So For those of you who've been living under a rock the last week or so, the big news of the day is that Georgia and Russia are practically at war. And everyone's freaking out. Especially about the fact that Russia supposedly is overreacting. And maybe they are. But I find myself in Inexplicable ways both defending and putting down my adopted country. When people talk about how bad Russia's being I'm quick to point out that "In case everyone's forgotten, Georgia's the one who started it." But then at the same time sometimes in the next sentence I tell people about how carefully we need to watch Russia because that's how the CCCP (Soviet Union) got all that land back in the day. They just never left after the war.
I find the whole attitude towards the United States to be interesting too. Sometimes I feel like Everyone goes around hating us, and telling us that we're not the world's police and that we need to keep our noses to ourselves, yet when stuff like this happens, everyone wants us to come and save them. It doesn't make any sense to me.
In other, more personal news, I've been particularly homesick lately. Homesick for Russia that is. I've just been hurting. I don't know if I'm really homesick for Yakutsk itself, but I miss Russia. The culture, the language, everything. I miss speaking Russian and all the books in the bookstore being in Russian. I miss having Chai and the culture that goes with it. I miss everything on TV being Russian and am depressed that in watching the olympics here, they only show the American athletes.
Then I also get my little freakouts. For example, yesterday I pulled out my khomus to play it and realized that it was all rusted. Naturally, this made me completely freak out and as I result I burst into my parents' room at like one in the morning because I didn't know what to do and was terrified it was ruined. Mom told me that sand paper might word very gently. I said that I wanted to wait until morning to do it because if I tried to do it last night I was tired and freaking out and was sure I'd mess it up. That worked out though, because my dad, who'd been asleep (Or at least we thought he was) heard the whole thing and this morning before leaving for work, he looked on the internet how to clean rust off delicate things (I do put the Khomus in my mouth after all.) So this morning mom and I set to work and with a combination of Lemon Juice, Toothpaste, a bit of steel wool and some vodka, got my khomus mostly better and much prettier than it has been in a while. Henceforth, I will be taking much much better care of it.

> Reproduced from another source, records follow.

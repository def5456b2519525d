//! Decoding of quoted string and character literals.
//!
//! The escape sequences are those of Go: `\a \b \f \n \r \t \v \\`, the
//! quote of the literal, `\xHH` and `\ooo` byte escapes, and `\uHHHH` and
//! `\UHHHHHHHH` code point escapes. In a string, byte escapes contribute raw
//! bytes, and the decoded bytes must form valid UTF-8. In a character
//! literal, a byte escape denotes the code point with that value.

use core::fmt;
use core::iter::Peekable;
use core::str::CharIndices;

/// Errors that can occur when unescaping literals.
#[derive(Debug, Clone, PartialEq, Eq)]
pub enum UnescapeError {
    /// Invalid escape sequence (e.g., `\q`)
    InvalidEscape { pos: usize, seq: String },
    /// Too few digits after `\x`, `\u`, `\U` or in an octal escape
    IncompleteEscape {
        pos: usize,
        expected: usize,
        got: usize,
    },
    /// Octal escape above `\377`
    OctalOutOfRange { pos: usize, value: u32 },
    /// Invalid Unicode scalar value
    InvalidUnicodeScalar { pos: usize, value: u32 },
    /// Byte escapes produced a string that is not valid UTF-8
    InvalidUtf8,
    /// A character literal must hold exactly one character
    NotSingleChar { count: usize },
}

impl fmt::Display for UnescapeError {
    fn fmt(&self, f: &mut fmt::Formatter<'_>) -> fmt::Result {
        match self {
            UnescapeError::InvalidEscape { pos, seq } => {
                write!(f, "invalid escape sequence '{}' at position {}", seq, pos)
            }
            UnescapeError::IncompleteEscape { pos, expected, got } => {
                write!(
                    f,
                    "incomplete escape at position {}: expected {} digits, got {}",
                    pos, expected, got
                )
            }
            UnescapeError::OctalOutOfRange { pos, value } => {
                write!(f, "octal escape value {} > 255 at position {}", value, pos)
            }
            UnescapeError::InvalidUnicodeScalar { pos, value } => {
                write!(
                    f,
                    "invalid Unicode scalar value U+{:X} at position {}",
                    value, pos
                )
            }
            UnescapeError::InvalidUtf8 => write!(f, "escaped bytes are not valid UTF-8"),
            UnescapeError::NotSingleChar { count } => {
                write!(f, "character literal holds {} characters, expected 1", count)
            }
        }
    }
}

enum Unit {
    Char(char),
    Byte(u8),
}

fn read_digits(
    chars: &mut Peekable<CharIndices<'_>>,
    pos: usize,
    count: usize,
    radix: u32,
) -> Result<u32, UnescapeError> {
    let mut value = 0u32;
    for got in 0..count {
        match chars.peek().and_then(|(_, c)| c.to_digit(radix)) {
            Some(d) => {
                value = value * radix + d;
                chars.next();
            }
            None => {
                return Err(UnescapeError::IncompleteEscape {
                    pos,
                    expected: count,
                    got,
                });
            }
        }
    }
    Ok(value)
}

/// Decode one escape sequence. The leading backslash at `pos` has already
/// been consumed.
fn read_escape(
    chars: &mut Peekable<CharIndices<'_>>,
    pos: usize,
    quote: char,
) -> Result<Unit, UnescapeError> {
    let Some((_, c)) = chars.next() else {
        return Err(UnescapeError::InvalidEscape {
            pos,
            seq: "\\".to_string(),
        });
    };
    let unit = match c {
        'a' => Unit::Char('\x07'),
        'b' => Unit::Char('\x08'),
        'f' => Unit::Char('\x0C'),
        'n' => Unit::Char('\n'),
        'r' => Unit::Char('\r'),
        't' => Unit::Char('\t'),
        'v' => Unit::Char('\x0B'),
        '\\' => Unit::Char('\\'),
        c if c == quote => Unit::Char(c),
        'x' => Unit::Byte(read_digits(chars, pos, 2, 16)? as u8),
        '0'..='7' => {
            let first = c.to_digit(8).unwrap_or(0);
            let rest = read_digits(chars, pos, 2, 8)?;
            let value = first * 64 + rest;
            if value > 255 {
                return Err(UnescapeError::OctalOutOfRange { pos, value });
            }
            Unit::Byte(value as u8)
        }
        'u' | 'U' => {
            let width = if c == 'u' { 4 } else { 8 };
            let value = read_digits(chars, pos, width, 16)?;
            let ch = char::from_u32(value)
                .ok_or(UnescapeError::InvalidUnicodeScalar { pos, value })?;
            Unit::Char(ch)
        }
        other => {
            return Err(UnescapeError::InvalidEscape {
                pos,
                seq: format!("\\{}", other),
            });
        }
    };
    Ok(unit)
}

/// Unescape the contents of a double-quoted string literal (without quotes).
///
/// # Example
///
/// ```
/// use dexpr_core::syntax::string_literal::unescape_string;
///
/// assert_eq!(unescape_string(r"tab\there").unwrap(), "tab\there");
/// assert_eq!(unescape_string(r"é\xc3\xa9").unwrap(), "éé");
/// ```
pub fn unescape_string(s: &str) -> Result<String, UnescapeError> {
    let mut bytes = Vec::with_capacity(s.len());
    let mut chars = s.char_indices().peekable();
    let mut buf = [0u8; 4];

    while let Some((pos, c)) = chars.next() {
        let unit = if c == '\\' {
            read_escape(&mut chars, pos, '"')?
        } else {
            Unit::Char(c)
        };
        match unit {
            Unit::Char(ch) => bytes.extend_from_slice(ch.encode_utf8(&mut buf).as_bytes()),
            Unit::Byte(b) => bytes.push(b),
        }
    }

    String::from_utf8(bytes).map_err(|_| UnescapeError::InvalidUtf8)
}

/// Unescape the contents of a single-quoted character literal (without
/// quotes).
pub fn unescape_rune(s: &str) -> Result<char, UnescapeError> {
    let mut decoded = Vec::new();
    let mut chars = s.char_indices().peekable();

    while let Some((pos, c)) = chars.next() {
        let ch = if c == '\\' {
            match read_escape(&mut chars, pos, '\'')? {
                Unit::Char(ch) => ch,
                Unit::Byte(b) => char::from(b),
            }
        } else {
            c
        };
        decoded.push(ch);
    }

    match decoded.as_slice() {
        [ch] => Ok(*ch),
        _ => Err(UnescapeError::NotSingleChar {
            count: decoded.len(),
        }),
    }
}

/// Contents of a back-quoted raw string. Carriage returns are discarded.
pub fn raw_string(s: &str) -> String {
    s.chars().filter(|c| *c != '\r').collect()
}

In other other news, I'm moving into the Smart dorm at SPU on Tuesday. I'm not sure how I'm feeling about this. I mean in someways I'm really looking forward to it and in others I'm not. I'm also upset because I don't know that I have room in my Schedule for a Russian class this semester. The good news is that I'm talking to the Doctor who's head of the russian department on Campus tomorrow. I'm hoping if he can't get me into something, he can at least offer suggestions to keep from loosing my Russian, which by the way, I already feel like I'm loosing. It's not nearly as much in my head now as it used to be. That's very frustrating. I'll let you all know how the meeting goes.